PROBLEM DESCRIPTION - Starting at the line that holds "assert!(claims(1, Role::Admin).require_admin().is_ok());" and stopping at the line that holds "member is rejected", restate the records below word for word, with both of those lines included.
——
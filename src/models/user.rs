//! User model and related types

use chrono::{DateTime, Utc};
use serde::{Deserialize, Serialize};
use sqlx::{Decode, Encode, FromRow, Postgres};
use utoipa::ToSchema;
use validator::Validate;

use crate::error::AppError;

/// User roles. The role is the sole authorization signal.
#[derive(Debug, Clone, Copy, PartialEq, Eq, Serialize, Deserialize, ToSchema, Default)]
#[serde(rename_all = "lowercase")]
pub enum Role {
    #[default]
    Member,
    Admin,
}

impl Role {
    pub fn as_str(&self) -> &'static str {
        match self {
            Role::Member => "member",
            Role::Admin => "admin",
        }
    }

    /// Borrower-or-admin rule: a requester may manage a loan iff they are
    /// its borrower or hold the admin role.
    pub fn may_manage_loan(&self, requester_id: i32, borrower_id: i32) -> bool {
        requester_id == borrower_id || *self == Role::Admin
    }
}

impl std::fmt::Display for Role {
    fn fmt(&self, f: &mut std::fmt::Formatter<'_>) -> std::fmt::Result {
        write!(f, "{}", self.as_str())
    }
}

impl std::str::FromStr for Role {
    type Err = String;

    fn from_str(s: &str) -> Result<Self, Self::Err> {
        match s.to_lowercase().as_str() {
            "member" => Ok(Role::Member),
            "admin" => Ok(Role::Admin),
            _ => Err(format!("Invalid role: {}", s)),
        }
    }
}

// SQLx conversion for Role (stored as text)
impl sqlx::Type<Postgres> for Role {
    fn type_info() -> sqlx::postgres::PgTypeInfo {
        <String as sqlx::Type<Postgres>>::type_info()
    }
}

impl<'r> Decode<'r, Postgres> for Role {
    fn decode(value: sqlx::postgres::PgValueRef<'r>) -> Result<Self, sqlx::error::BoxDynError> {
        let s: String = Decode::<Postgres>::decode(value)?;
        s.parse().map_err(|e: String| e.into())
    }
}

impl Encode<'_, Postgres> for Role {
    fn encode_by_ref(&self, buf: &mut sqlx::postgres::PgArgumentBuffer) -> sqlx::encode::IsNull {
        let s: String = self.as_str().to_string();
        <String as Encode<Postgres>>::encode(s, buf)
    }
}

/// Full user model from database
#[derive(Debug, Clone, Serialize, Deserialize, FromRow, ToSchema)]
pub struct User {
    pub id: i32,
    pub username: String,
    pub email: String,
    /// Hashed password (argon2)
    #[serde(skip_serializing)]
    pub password: String,
    pub city: String,
    pub age: i32,
    pub role: Role,
    pub created_at: DateTime<Utc>,
}

/// Registration request
#[derive(Debug, Deserialize, Validate, ToSchema)]
pub struct RegisterUser {
    #[validate(length(min = 1, max = 50, message = "Username must be 1-50 characters"))]
    pub username: String,
    #[validate(email(message = "Invalid email format"))]
    pub email: String,
    #[validate(length(min = 4, message = "Password must be at least 4 characters"))]
    pub password: String,
    #[validate(length(min = 1, max = 50, message = "City must be 1-50 characters"))]
    pub city: String,
    #[validate(range(min = 1, max = 150, message = "Age must be 1-150"))]
    pub age: i32,
    #[serde(default)]
    pub role: Role,
    /// Shared provisioning secret, required when role is admin
    pub admin_secret: Option<String>,
}

/// JWT Claims for authenticated users
#[derive(Debug, Clone, Serialize, Deserialize)]
pub struct UserClaims {
    pub sub: String,
    pub user_id: i32,
    pub role: Role,
    pub exp: i64,
    pub iat: i64,
}

impl UserClaims {
    /// Create a new JWT token
    pub fn create_token(&self, secret: &str) -> Result<String, jsonwebtoken::errors::Error> {
        use jsonwebtoken::{encode, EncodingKey, Header};
        encode(
            &Header::default(),
            self,
            &EncodingKey::from_secret(secret.as_bytes()),
        )
    }

    /// Parse JWT token
    pub fn from_token(token: &str, secret: &str) -> Result<Self, jsonwebtoken::errors::Error> {
        use jsonwebtoken::{decode, DecodingKey, Validation};
        let token_data = decode::<Self>(
            token,
            &DecodingKey::from_secret(secret.as_bytes()),
            &Validation::default(),
        )?;
        Ok(token_data.claims)
    }

    /// Check if user is admin
    pub fn is_admin(&self) -> bool {
        self.role == Role::Admin
    }

    /// Require admin privileges
    pub fn require_admin(&self) -> Result<(), AppError> {
        if self.is_admin() {
            Ok(())
        } else {
            Err(AppError::Authorization("Administrator privileges required".to_string()))
        }
    }
}

#[cfg(test)]
mod tests {
    use super::*;
    use chrono::Utc;

    fn claims(user_id: i32, role: Role) -> UserClaims {
        let now = Utc::now().timestamp();
        UserClaims {
            sub: "user@example.org".to_string(),
            user_id,
            role,
            exp: now + 3600,
            iat: now,
        }
    }

    #[test]
    fn role_round_trips_through_text() {
        assert_eq!("member".parse::<Role>().unwrap(), Role::Member);
        assert_eq!("Admin".parse::<Role>().unwrap(), Role::Admin);
        assert!("librarian".parse::<Role>().is_err());
        assert_eq!(Role::Admin.as_str(), "admin");
    }

    #[test]
    fn member_cannot_pass_admin_gate() {
        assert!(claims(1, Role::Member).require_admin().is_err());
        assert!(claims(1, Role::Admin).require_admin().is_ok());
    }

    #[test]
    fn borrower_or_admin_may_manage_loan() {
        // Borrower manages their own loan
        assert!(Role::Member.may_manage_loan(7, 7));
        // Another member is rejected
        assert!(!Role::Member.may_manage_loan(8, 7));
        // Admin manages anyone's loan
        assert!(Role::Admin.may_manage_loan(1, 7));
    }

    #[test]
    fn token_round_trip_preserves_claims() {
        let original = claims(42, Role::Admin);
        let token = original.create_token("test-secret").unwrap();
        let decoded = UserClaims::from_token(&token, "test-secret").unwrap();
        assert_eq!(decoded.user_id, 42);
        assert_eq!(decoded.role, Role::Admin);
        assert_eq!(decoded.sub, original.sub);
    }

    #[test]
    fn token_with_wrong_secret_is_rejected() {
        let token = claims(42, Role::Member).create_token("test-secret").unwrap();
        assert!(UserClaims::from_token(&token, "other-secret").is_err());
    }

    #[test]
    fn expired_token_is_rejected() {
        let now = Utc::now().timestamp();
        let expired = UserClaims {
            sub: "user@example.org".to_string(),
            user_id: 1,
            role: Role::Member,
            exp: now - 3600,
            iat: now - 7200,
        };
        let token = expired.create_token("test-secret").unwrap();
        assert!(UserClaims::from_token(&token, "test-secret").is_err());
    }
}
——
OUTPUT OF THE EXERCISE -
        assert!(claims(1, Role::Admin).require_admin().is_ok());
    }

    #[test]
    fn borrower_or_admin_may_manage_loan() {
        // Borrower manages their own loan
        assert!(Role::Member.may_manage_loan(7, 7));
        // Another member is rejected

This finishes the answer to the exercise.